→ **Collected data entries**
* * * * *

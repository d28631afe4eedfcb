//! Configuration errors.

use super::error_code::{self, ClaimscanErrorCode};

/// Errors that can occur during configuration loading and validation.
#[derive(Debug, thiserror::Error)]
pub enum ConfigError {
    #[error("Config file not found: {path}")]
    FileNotFound { path: String },

    #[error("Config parse error in {path}: {message}")]
    ParseError { path: String, message: String },

    #[error("Config validation failed for {field}: {message}")]
    ValidationFailed { field: String, message: String },
}

impl ClaimscanErrorCode for ConfigError {
    fn error_code(&self) -> &'static str {
        error_code::CONFIG_ERROR
    }
}
//! CSV renderings of the cleaned table, anomaly sets, and rollups.

use claimscan_core::types::value::format_number;
use claimscan_core::{ExportError, RecordTable};

use crate::outliers::{AnomalyMethod, AnomalyRecord, AnomalySet, Evidence};
use crate::rollup::Rollup;

/// Provenance columns written after the identifying columns.
pub const PROVENANCE_COLUMNS: &[&str] = &[
    "anomaly_method",
    "anomaly_metric",
    "anomaly_metric_label",
    "group_key",
    "group_value",
    "group_size",
];

pub const IQR_COLUMNS: &[&str] = &["iqr_q1", "iqr_q3", "iqr", "iqr_upper_bound", "iqr_lower_bound"];

pub const ZSCORE_COLUMNS: &[&str] = &["z_score", "z_threshold"];

pub const REASON_COLUMN: &str = "anomaly_reason";

/// Header of an anomaly CSV for `set`.
pub fn anomaly_header(set: &AnomalySet) -> Vec<String> {
    let evidence = match set.method {
        AnomalyMethod::Iqr => IQR_COLUMNS,
        AnomalyMethod::ZScore => ZSCORE_COLUMNS,
    };
    set.attribute_columns
        .iter()
        .map(String::as_str)
        .chain(PROVENANCE_COLUMNS.iter().copied())
        .chain(evidence.iter().copied())
        .chain(std::iter::once(REASON_COLUMN))
        .map(str::to_string)
        .collect()
}

fn anomaly_row(record: &AnomalyRecord) -> Vec<String> {
    let mut row: Vec<String> = record.attributes.iter().map(|v| v.to_cell_string()).collect();
    row.extend([
        record.method.name().to_string(),
        record.metric.clone(),
        record.metric_label.clone(),
        record.group_key.clone(),
        record.group_value.clone(),
        record.group_size.to_string(),
    ]);
    match record.evidence {
        Evidence::Iqr(b) => row.extend([b.q1, b.q3, b.iqr, b.upper, b.lower].map(format_number)),
        Evidence::ZScore { score, threshold } => {
            row.extend([score, threshold].map(format_number))
        }
    }
    row.push(record.reason.clone());
    row
}

pub fn anomalies_csv(set: &AnomalySet, artifact: &str) -> Result<String, ExportError> {
    let mut rows = Vec::with_capacity(set.len());
    for record in set.iter() {
        rows.push(anomaly_row(record));
    }
    write_csv(artifact, &anomaly_header(set), rows)
}

/// Rollup CSV with columns `anomaly_metric, <group column>, <label column>, count`.
pub fn rollup_csv(
    rollup: &Rollup,
    group_column: &str,
    label_column: &str,
    artifact: &str,
) -> Result<String, ExportError> {
    let header = vec![
        "anomaly_metric".to_string(),
        group_column.to_string(),
        label_column.to_string(),
        "count".to_string(),
    ];
    let rows = rollup.entries.iter().map(|e| {
        vec![
            e.metric.clone(),
            e.group_value.clone(),
            e.group_label.clone().unwrap_or_default(),
            e.count.to_string(),
        ]
    });
    write_csv(artifact, &header, rows)
}

pub fn table_csv(table: &RecordTable, artifact: &str) -> Result<String, ExportError> {
    let rows = table
        .rows()
        .map(|r| r.iter().map(|v| v.to_cell_string()).collect::<Vec<_>>());
    write_csv(artifact, table.columns(), rows)
}

fn write_csv(
    artifact: &str,
    header: &[String],
    rows: impl IntoIterator<Item = Vec<String>>,
) -> Result<String, ExportError> {
    let err = |message: String| ExportError::Csv {
        artifact: artifact.to_string(),
        message,
    };
    let mut writer = csv::Writer::from_writer(Vec::new());
    writer.write_record(header).map_err(|e| err(e.to_string()))?;
    for row in rows {
        writer.write_record(&row).map_err(|e| err(e.to_string()))?;
    }
    let bytes = writer.into_inner().map_err(|e| err(e.to_string()))?;
    String::from_utf8(bytes).map_err(|e| err(e.to_string()))
}
//! Tabular data model for claimscan.
//! A column-named, row-major table of loosely typed cells.

pub mod collections;
pub mod table;
pub mod value;

pub use collections::{FxHashMap, FxHashSet};
pub use table::RecordTable;
pub use value::Value;
//! Top-group rollups: anomaly counts per (metric, group, label).

use serde::Serialize;

use claimscan_core::types::FxHashMap;

use crate::outliers::{AnomalyMethod, AnomalySet};

/// One rollup row.
#[derive(Debug, Clone, PartialEq, Eq, Serialize)]
pub struct RollupEntry {
    pub metric: String,
    pub group_value: String,
    pub group_label: Option<String>,
    pub count: usize,
}

/// Ranked rollup for one method.
#[derive(Debug, Clone, PartialEq, Eq)]
pub struct Rollup {
    pub method: AnomalyMethod,
    pub entries: Vec<RollupEntry>,
    /// Distinct keys before truncation.
    pub distinct_keys: usize,
}

impl Rollup {
    /// Count `set` by (metric, group value, group label), rank by count
    /// descending, keep `top_n`. Equal counts keep the order in which
    /// their key first appears in the set. A missing label is its own key.
    pub fn build(set: &AnomalySet, top_n: usize) -> Self {
        let mut index: FxHashMap<(&str, &str, Option<&str>), usize> = FxHashMap::default();
        let mut entries: Vec<RollupEntry> = Vec::new();

        for record in set.iter() {
            let key = (
                record.metric.as_str(),
                record.group_value.as_str(),
                record.group_label.as_deref(),
            );
            match index.get(&key) {
                Some(&i) => entries[i].count += 1,
                None => {
                    index.insert(key, entries.len());
                    entries.push(RollupEntry {
                        metric: record.metric.clone(),
                        group_value: record.group_value.clone(),
                        group_label: record.group_label.clone(),
                        count: 1,
                    });
                }
            }
        }

        let distinct_keys = entries.len();
        // sort_by is stable
        entries.sort_by(|a, b| b.count.cmp(&a.count));
        entries.truncate(top_n);

        Self {
            method: set.method,
            entries,
            distinct_keys,
        }
    }

    pub fn len(&self) -> usize {
        self.entries.len()
    }

    pub fn is_empty(&self) -> bool {
        self.entries.is_empty()
    }

    /// Sum of counts over the kept entries.
    pub fn covered_rows(&self) -> usize {
        self.entries.iter().map(|e| e.count).sum()
    }
}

* * * * *

→ **Task item**
Reproduce each line of the records in which the word "RecordTable" appears.

→ **Written answer**
use claimscan_core::{ExportError, RecordTable};
pub fn table_csv(table: &RecordTable, artifact: &str) -> Result<String, ExportError> {
pub use table::RecordTable;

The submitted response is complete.